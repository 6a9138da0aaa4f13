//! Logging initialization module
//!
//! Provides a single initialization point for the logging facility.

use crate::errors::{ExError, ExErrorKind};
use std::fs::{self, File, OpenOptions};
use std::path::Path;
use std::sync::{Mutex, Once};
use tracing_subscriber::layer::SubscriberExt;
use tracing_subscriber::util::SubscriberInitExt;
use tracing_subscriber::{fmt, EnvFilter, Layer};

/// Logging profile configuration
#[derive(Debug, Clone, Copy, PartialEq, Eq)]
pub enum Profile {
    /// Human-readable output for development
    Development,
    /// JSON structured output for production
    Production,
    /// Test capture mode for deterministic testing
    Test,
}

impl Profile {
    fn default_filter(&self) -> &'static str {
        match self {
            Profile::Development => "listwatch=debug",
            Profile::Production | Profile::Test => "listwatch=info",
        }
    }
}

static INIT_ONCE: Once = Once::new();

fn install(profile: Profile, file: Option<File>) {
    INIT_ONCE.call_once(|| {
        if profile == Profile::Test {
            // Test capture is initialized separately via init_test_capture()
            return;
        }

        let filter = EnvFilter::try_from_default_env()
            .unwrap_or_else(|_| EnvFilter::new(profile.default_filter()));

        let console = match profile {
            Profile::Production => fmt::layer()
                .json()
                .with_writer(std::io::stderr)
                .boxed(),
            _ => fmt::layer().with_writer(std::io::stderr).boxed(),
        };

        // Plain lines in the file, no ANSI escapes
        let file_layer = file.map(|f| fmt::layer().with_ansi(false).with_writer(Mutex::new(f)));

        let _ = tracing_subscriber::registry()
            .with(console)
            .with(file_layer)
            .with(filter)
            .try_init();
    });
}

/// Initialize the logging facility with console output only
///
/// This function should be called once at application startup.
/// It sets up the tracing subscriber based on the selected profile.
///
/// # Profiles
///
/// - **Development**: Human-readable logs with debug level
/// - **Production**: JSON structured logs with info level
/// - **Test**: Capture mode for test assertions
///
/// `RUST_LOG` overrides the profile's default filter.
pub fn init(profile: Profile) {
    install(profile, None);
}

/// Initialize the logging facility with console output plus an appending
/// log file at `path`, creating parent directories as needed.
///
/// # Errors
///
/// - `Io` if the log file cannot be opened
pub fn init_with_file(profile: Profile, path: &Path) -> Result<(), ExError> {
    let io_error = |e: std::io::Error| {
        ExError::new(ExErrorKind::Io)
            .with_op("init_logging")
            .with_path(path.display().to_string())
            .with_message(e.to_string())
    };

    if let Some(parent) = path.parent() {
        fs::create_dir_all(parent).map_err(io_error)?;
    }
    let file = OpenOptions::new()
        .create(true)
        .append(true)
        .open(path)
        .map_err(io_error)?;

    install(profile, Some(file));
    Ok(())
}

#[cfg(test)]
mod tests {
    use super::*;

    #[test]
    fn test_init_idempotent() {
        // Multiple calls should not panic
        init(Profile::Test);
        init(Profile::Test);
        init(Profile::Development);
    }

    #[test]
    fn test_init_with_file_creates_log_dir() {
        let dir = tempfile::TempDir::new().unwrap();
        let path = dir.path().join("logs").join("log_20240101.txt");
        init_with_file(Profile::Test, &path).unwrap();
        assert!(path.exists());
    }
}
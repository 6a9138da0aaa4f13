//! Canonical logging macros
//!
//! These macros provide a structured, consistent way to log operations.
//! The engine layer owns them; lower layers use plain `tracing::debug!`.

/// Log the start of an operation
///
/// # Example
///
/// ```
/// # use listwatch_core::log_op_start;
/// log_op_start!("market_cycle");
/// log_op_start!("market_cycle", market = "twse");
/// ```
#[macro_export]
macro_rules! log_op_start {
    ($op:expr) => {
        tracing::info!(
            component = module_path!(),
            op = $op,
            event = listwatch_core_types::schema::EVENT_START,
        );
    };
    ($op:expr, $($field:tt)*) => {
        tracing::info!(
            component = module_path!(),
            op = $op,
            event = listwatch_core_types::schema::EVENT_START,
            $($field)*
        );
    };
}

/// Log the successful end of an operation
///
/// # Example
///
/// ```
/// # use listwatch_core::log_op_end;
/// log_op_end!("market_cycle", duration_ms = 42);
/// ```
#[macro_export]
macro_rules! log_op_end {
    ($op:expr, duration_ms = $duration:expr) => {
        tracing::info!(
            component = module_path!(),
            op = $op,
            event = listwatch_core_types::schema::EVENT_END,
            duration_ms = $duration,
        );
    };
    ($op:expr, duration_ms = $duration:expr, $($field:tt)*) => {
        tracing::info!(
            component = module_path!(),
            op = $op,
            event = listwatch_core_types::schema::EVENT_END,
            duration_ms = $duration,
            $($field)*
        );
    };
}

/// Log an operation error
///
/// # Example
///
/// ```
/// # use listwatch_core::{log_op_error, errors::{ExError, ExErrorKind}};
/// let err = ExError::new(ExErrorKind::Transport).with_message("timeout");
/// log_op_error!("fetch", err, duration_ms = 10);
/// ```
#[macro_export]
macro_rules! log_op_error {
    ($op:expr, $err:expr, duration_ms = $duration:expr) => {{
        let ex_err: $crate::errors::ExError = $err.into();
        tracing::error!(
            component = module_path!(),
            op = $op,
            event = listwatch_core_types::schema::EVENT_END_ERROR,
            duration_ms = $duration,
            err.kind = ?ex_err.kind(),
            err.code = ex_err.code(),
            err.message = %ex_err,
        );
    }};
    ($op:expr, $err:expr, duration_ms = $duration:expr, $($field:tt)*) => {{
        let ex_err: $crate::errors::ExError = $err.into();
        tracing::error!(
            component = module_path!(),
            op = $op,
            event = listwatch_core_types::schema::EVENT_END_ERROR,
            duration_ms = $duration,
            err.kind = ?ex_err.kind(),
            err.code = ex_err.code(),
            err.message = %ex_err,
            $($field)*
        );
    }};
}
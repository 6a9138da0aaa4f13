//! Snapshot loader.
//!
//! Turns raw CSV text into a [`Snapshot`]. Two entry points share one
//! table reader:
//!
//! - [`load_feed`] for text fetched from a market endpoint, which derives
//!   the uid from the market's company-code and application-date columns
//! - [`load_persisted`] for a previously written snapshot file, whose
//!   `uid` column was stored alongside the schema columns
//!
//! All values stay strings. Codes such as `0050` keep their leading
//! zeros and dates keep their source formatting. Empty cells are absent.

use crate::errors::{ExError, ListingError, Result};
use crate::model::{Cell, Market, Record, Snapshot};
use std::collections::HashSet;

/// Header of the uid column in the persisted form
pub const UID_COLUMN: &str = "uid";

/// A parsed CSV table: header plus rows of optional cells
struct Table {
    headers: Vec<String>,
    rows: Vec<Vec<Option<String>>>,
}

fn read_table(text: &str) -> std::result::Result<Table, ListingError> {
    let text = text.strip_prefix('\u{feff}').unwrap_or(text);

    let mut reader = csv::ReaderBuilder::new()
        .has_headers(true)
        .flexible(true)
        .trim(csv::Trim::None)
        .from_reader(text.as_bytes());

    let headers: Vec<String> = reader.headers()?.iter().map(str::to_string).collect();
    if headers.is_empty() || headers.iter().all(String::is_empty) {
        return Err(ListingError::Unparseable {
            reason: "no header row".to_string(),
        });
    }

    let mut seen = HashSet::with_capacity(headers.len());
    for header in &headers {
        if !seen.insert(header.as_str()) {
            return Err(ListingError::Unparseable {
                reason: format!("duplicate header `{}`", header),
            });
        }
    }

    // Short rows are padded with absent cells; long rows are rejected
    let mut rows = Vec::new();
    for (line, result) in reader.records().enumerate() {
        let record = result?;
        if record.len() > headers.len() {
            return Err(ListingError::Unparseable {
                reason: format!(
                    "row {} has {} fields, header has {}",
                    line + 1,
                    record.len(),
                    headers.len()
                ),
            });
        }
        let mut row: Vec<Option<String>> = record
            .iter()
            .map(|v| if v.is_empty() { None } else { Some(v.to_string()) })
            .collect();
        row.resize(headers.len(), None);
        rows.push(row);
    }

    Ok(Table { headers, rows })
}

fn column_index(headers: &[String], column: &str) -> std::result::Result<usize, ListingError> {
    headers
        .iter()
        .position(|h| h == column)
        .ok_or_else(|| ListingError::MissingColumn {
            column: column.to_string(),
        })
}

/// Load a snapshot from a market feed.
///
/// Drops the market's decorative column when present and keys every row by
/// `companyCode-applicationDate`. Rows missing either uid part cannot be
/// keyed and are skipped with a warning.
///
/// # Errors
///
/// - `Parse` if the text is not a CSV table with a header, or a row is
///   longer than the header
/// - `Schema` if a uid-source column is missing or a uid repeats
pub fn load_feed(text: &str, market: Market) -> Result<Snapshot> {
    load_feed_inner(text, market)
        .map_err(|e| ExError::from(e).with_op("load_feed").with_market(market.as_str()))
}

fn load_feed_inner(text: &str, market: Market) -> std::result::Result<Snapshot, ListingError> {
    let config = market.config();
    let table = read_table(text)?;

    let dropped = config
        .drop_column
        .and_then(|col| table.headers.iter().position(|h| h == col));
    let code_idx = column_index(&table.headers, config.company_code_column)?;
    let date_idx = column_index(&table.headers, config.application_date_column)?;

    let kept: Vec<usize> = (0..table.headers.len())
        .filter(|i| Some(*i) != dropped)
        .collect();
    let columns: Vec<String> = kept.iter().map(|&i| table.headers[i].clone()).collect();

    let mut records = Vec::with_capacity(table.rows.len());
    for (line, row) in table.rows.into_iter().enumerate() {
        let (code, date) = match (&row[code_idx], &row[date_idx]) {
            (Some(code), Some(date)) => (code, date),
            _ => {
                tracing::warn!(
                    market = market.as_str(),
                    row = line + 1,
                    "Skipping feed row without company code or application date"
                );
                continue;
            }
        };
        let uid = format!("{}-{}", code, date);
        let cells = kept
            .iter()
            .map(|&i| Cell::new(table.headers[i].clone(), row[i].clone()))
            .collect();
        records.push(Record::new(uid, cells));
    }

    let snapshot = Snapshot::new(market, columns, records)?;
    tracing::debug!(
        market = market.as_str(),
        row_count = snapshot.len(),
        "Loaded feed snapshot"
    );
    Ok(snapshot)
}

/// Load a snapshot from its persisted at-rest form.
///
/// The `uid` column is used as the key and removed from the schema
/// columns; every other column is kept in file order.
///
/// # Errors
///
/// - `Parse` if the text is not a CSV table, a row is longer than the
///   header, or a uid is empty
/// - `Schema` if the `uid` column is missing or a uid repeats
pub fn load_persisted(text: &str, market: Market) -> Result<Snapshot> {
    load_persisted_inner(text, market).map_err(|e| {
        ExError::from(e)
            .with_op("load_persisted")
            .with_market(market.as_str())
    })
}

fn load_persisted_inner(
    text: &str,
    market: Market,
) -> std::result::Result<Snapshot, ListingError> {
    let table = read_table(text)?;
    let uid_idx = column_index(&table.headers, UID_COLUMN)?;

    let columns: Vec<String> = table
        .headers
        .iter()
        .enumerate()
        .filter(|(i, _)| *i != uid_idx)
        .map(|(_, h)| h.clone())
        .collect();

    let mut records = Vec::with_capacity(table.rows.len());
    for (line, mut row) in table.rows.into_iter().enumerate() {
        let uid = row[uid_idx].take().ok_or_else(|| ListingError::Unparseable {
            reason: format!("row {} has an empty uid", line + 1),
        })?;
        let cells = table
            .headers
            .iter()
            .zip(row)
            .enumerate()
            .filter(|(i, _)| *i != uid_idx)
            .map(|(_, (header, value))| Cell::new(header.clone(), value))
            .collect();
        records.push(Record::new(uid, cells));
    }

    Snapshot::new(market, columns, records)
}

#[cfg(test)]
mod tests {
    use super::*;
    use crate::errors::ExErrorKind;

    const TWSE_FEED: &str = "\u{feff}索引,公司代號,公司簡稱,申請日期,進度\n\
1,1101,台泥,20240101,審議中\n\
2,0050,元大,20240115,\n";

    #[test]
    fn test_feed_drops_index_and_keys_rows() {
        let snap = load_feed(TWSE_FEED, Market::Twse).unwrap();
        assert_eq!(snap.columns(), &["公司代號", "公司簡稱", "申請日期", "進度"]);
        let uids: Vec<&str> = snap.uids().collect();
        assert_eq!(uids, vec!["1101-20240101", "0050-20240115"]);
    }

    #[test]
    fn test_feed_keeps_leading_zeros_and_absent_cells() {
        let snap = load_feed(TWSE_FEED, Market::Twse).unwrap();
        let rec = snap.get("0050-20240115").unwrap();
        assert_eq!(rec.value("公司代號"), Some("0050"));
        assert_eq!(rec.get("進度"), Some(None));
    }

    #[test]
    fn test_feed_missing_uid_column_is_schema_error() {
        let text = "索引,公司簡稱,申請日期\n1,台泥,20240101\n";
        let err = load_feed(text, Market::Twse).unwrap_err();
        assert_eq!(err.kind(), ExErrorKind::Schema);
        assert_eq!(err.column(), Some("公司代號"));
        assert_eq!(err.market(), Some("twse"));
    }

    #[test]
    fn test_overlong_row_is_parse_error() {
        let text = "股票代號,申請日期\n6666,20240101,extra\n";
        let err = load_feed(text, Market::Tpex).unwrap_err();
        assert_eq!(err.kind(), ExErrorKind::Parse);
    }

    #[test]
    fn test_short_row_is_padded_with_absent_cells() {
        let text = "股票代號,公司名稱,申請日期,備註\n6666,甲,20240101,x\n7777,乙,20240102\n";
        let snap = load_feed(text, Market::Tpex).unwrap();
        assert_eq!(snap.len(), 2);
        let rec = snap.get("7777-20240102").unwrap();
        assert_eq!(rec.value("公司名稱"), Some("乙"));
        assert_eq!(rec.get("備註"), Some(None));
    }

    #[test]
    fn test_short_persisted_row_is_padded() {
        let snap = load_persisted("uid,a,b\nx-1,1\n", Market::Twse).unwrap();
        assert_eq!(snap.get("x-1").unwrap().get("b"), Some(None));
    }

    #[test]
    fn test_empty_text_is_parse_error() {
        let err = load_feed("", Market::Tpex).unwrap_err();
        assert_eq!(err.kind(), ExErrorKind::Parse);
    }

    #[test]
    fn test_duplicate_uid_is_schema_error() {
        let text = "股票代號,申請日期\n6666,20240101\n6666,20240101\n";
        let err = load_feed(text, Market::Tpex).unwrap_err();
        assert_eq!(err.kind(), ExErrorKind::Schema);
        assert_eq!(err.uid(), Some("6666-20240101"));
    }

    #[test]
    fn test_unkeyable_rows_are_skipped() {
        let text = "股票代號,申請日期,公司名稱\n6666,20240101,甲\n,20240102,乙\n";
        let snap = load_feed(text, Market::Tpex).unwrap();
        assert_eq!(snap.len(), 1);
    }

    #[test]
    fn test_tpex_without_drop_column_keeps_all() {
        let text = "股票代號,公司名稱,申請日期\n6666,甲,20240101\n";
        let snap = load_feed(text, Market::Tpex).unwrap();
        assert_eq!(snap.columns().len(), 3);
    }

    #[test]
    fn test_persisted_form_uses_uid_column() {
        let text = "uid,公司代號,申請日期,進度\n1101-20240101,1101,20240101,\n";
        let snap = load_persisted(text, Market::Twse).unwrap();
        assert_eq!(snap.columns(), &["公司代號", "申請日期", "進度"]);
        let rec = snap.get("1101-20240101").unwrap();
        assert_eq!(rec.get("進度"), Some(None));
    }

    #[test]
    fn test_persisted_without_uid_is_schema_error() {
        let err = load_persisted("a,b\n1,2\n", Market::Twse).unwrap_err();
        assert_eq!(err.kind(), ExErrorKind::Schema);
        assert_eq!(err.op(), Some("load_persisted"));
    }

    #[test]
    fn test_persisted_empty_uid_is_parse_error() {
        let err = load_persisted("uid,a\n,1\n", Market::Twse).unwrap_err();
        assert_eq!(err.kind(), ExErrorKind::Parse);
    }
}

_ _ _ _ _ _ _

Please work out how many lines of the listing hold the word "公司簡稱" and reply with only that number.

*Reply to the task*:
3